- _What is needed_: I'd like an exact copy of every line from the start of the entries below through the line containing "Trimmed source expression;", please.
____ Task material
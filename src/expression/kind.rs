//! Expression kinds and how each one is spliced into generated source.

use std::fmt;

/// How a field's value is written into the generated function body.
#[derive(Debug, Clone, Copy, PartialEq, Eq, Hash)]
pub enum ExpressionKind {
    /// JSON literal of the value.
    Value,
    /// The value is already source text; splice it as is.
    Stringified,
    /// Trimmed source expression; empty means "omit".
    Simple,
    /// Same as `Simple`.
    Code,
    /// A qualified identifier (`a.b.c`), validated before splicing.
    Reference,
    /// The value is a function body; wrapped as a function literal.
    Function,
}

impl ExpressionKind {
    /// Parse a kind name. `choice` is not a kind: it is resolved to one.
    pub fn parse(name: &str) -> Option<Self> {
        match name {
            "value" => Some(Self::Value),
            "stringified" => Some(Self::Stringified),
            "simple" => Some(Self::Simple),
            "code" => Some(Self::Code),
            "reference" => Some(Self::Reference),
            "function" => Some(Self::Function),
            _ => None,
        }
    }

    /// Kind name as used in meta.
    pub fn as_str(self) -> &'static str {
        match self {
            Self::Value => "value",
            Self::Stringified => "stringified",
            Self::Simple => "simple",
            Self::Code => "code",
            Self::Reference => "reference",
            Self::Function => "function",
        }
    }

    /// Whether output of this kind contains an expression rather than data.
    pub fn is_expression(self) -> bool {
        matches!(
            self,
            Self::Simple | Self::Code | Self::Reference | Self::Function
        )
    }
}

impl fmt::Display for ExpressionKind {
    fn fmt(&self, f: &mut fmt::Formatter<'_>) -> fmt::Result {
        f.write_str(self.as_str())
    }
}
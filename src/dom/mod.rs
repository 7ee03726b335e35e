//! Form node arena: slotmap-backed element tree with key and path lookup.

pub mod node;
pub mod query;
pub mod tree;

pub use node::{LayoutStyle, ListModel, NodeData, NodeId, NodeKind};
pub use tree::Dom;
//! Building the node tree from a layout description.
//!
//! Configuration runs in two phases. Phase one instantiates every element
//! through the registry and applies declared values and states; a
//! descriptor that cannot be built, or whose declared value does not fit,
//! becomes an error element in its place.
//! Phase two wires every declared selector, so a selector may name an
//! element declared after it.

use serde_json::{json, Value};

use super::Form;
use crate::dom::{NodeData, NodeId, NodeKind};
use crate::error::{FormError, Result};
use crate::layout::{ElementDescriptor, FormLayout};
use crate::widgets::ErrorElement;

impl Form {
    /// Build the form from a layout description.
    ///
    /// Never fails: an unusable description is replaced by the
    /// "Invalid form layout!" error layout, and a failure while building
    /// replaces the whole form with a single error message.
    pub fn configure(&mut self, layout: &Value) {
        self.configure_layout(FormLayout::from_value(layout));
    }

    /// Build the form from an already interpreted layout.
    pub fn configure_layout(&mut self, layout: FormLayout) {
        self.reset_tree();
        let root = self.root();
        self.building = true;
        let built = self.build_children(root, &layout.layout);
        self.building = false;
        if let Err(err) = built {
            tracing::error!(error = %err, "form configuration failed");
            if layout.is_error_layout {
                return;
            }
            let message = format!("{}{}", self.config.panel_error_prefix, err);
            self.configure_layout(FormLayout::error(&message));
            return;
        }
        self.populate_selectors(root);
        if layout.disabled {
            self.set_disabled(true);
        }
        tracing::debug!(
            elements = self.dom.len(),
            bindings = self.bindings.len(),
            "form configured"
        );
    }

    /// Build `descriptors` as children of `parent`, in order.
    ///
    /// Per-element failures, including a declared value or state that cannot
    /// be applied, are contained in an error element.
    pub(crate) fn build_children(&mut self, parent: NodeId, descriptors: &[Value]) -> Result<()> {
        for raw in descriptors {
            self.build_element(parent, raw)?;
        }
        Ok(())
    }

    /// Build one element and its subtree under `parent`.
    pub(crate) fn build_element(&mut self, parent: NodeId, raw: &Value) -> Result<NodeId> {
        let (desc, kind) = match self.instantiate(parent, raw) {
            Ok(built) => built,
            Err(err) => return Ok(self.insert_error_element(parent, raw, &err)),
        };

        let mut data = NodeData::new(desc.element_type.clone().unwrap_or_default(), kind);
        data.key = desc.key.clone();
        data.exclude_value = desc.exclude_value.clone();
        if let Some(meta) = desc.meta.clone() {
            data = data.with_meta(meta);
        }
        data.selector = desc.selector.clone();
        let has_children = matches!(data.kind, NodeKind::Panel | NodeKind::Layout(_));
        let is_panel = matches!(data.kind, NodeKind::Panel);
        let id = self.dom.insert_child(parent, data);

        if has_children {
            match &desc.form_data {
                Some(children) => self.build_children(id, children)?,
                None if is_panel => {
                    let message = format!(
                        "{}panel {} config needs an array named 'formData'",
                        self.config.panel_error_prefix,
                        desc.key_or_empty()
                    );
                    self.build_children(id, &FormLayout::error(&message).layout)?;
                }
                None => {}
            }
        }

        if let Err(err) = self.apply_declared(id, &desc) {
            // the half-built subtree is the last child of `parent`, so the
            // error element lands in its place
            self.dom.remove(id);
            self.prune_bindings();
            return Ok(self.insert_error_element(parent, raw, &err));
        }
        Ok(id)
    }

    fn apply_declared(&mut self, id: NodeId, desc: &ElementDescriptor) -> Result<()> {
        if let Some(value) = &desc.value {
            self.set_value(id, value)?;
        }
        if let Some(state) = desc.state {
            self.set_state(id, state)?;
        }
        Ok(())
    }

    fn instantiate(&self, parent: NodeId, raw: &Value) -> Result<(ElementDescriptor, NodeKind)> {
        let desc = ElementDescriptor::from_value(raw)?;
        if let Some(key) = &desc.key {
            // list entries may share a key; panel children may not
            let panel = match self.dom.get(parent).map(|d| &d.kind) {
                Some(NodeKind::Panel) => Some(parent),
                Some(NodeKind::Layout(_)) => self
                    .dom
                    .enclosing_container(parent)
                    .filter(|&c| self.dom.get(c).is_some_and(|d| matches!(d.kind, NodeKind::Panel))),
                _ => None,
            };
            if panel.is_some_and(|p| self.dom.get_entry(p, key).is_some()) {
                return Err(FormError::InvalidLayout(format!("duplicate key: {key}")));
            }
        }
        let kind = self.registry.instantiate(&desc)?;
        Ok((desc, kind))
    }

    /// Put an error element where a descriptor failed to build. It keeps the
    /// descriptor's key when one can be read, and carries no value.
    fn insert_error_element(&mut self, parent: NodeId, raw: &Value, err: &FormError) -> NodeId {
        let key = raw.get("key").and_then(Value::as_str).map(str::to_string);
        tracing::error!(key = ?key, error = %err, "element construction failed");
        let message = err.to_string();
        let mut data = NodeData::new(
            ErrorElement::TYPE_NAME,
            NodeKind::Field(Box::new(ErrorElement::new(message.clone()))),
        );
        data.key = key;
        data.error_message = Some(message);
        self.dom.insert_child(parent, data)
    }

    /// Layout of a list entry built from the entry type at `index`, with its
    /// value applied. Returns the new entry.
    pub(crate) fn build_list_entry(&mut self, list: NodeId, index: usize, value: Option<&Value>) -> Result<NodeId> {
        let (layout, multitype) = match self.dom.get(list).map(|d| &d.kind) {
            Some(NodeKind::List(model)) => {
                let entry_type = model.entry_types.get(index).ok_or_else(|| FormError::InvalidValue {
                    element: self.key_label(list),
                    message: format!("no entry type at index {index}"),
                })?;
                (entry_type.layout.clone(), model.multitype)
            }
            Some(_) => {
                return Err(FormError::InvalidValue {
                    element: self.key_label(list),
                    message: "not a list".into(),
                })
            }
            None => return Err(FormError::NodeNotFound),
        };
        let layout = layout.unwrap_or_else(|| json!({"type": "textField"}));
        let mut raw = layout.clone();
        if let (Some(value), Value::Object(map)) = (value, &mut raw) {
            map.insert("value".into(), value.clone());
        }
        if !multitype {
            // entries of a single-type list are positional
            if let Value::Object(map) = &mut raw {
                map.remove("key");
            }
        }
        self.build_element(list, &raw)
    }
}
________
- _Result_:
filename src/expression/kind.rs
//! Expression kinds and how each one is spliced into generated source.

use std::fmt;

/// How a field's value is written into the generated function body.
#[derive(Debug, Clone, Copy, PartialEq, Eq, Hash)]
pub enum ExpressionKind {
    /// JSON literal of the value.
    Value,
    /// The value is already source text; splice it as is.
    Stringified,
    /// Trimmed source expression; empty means "omit".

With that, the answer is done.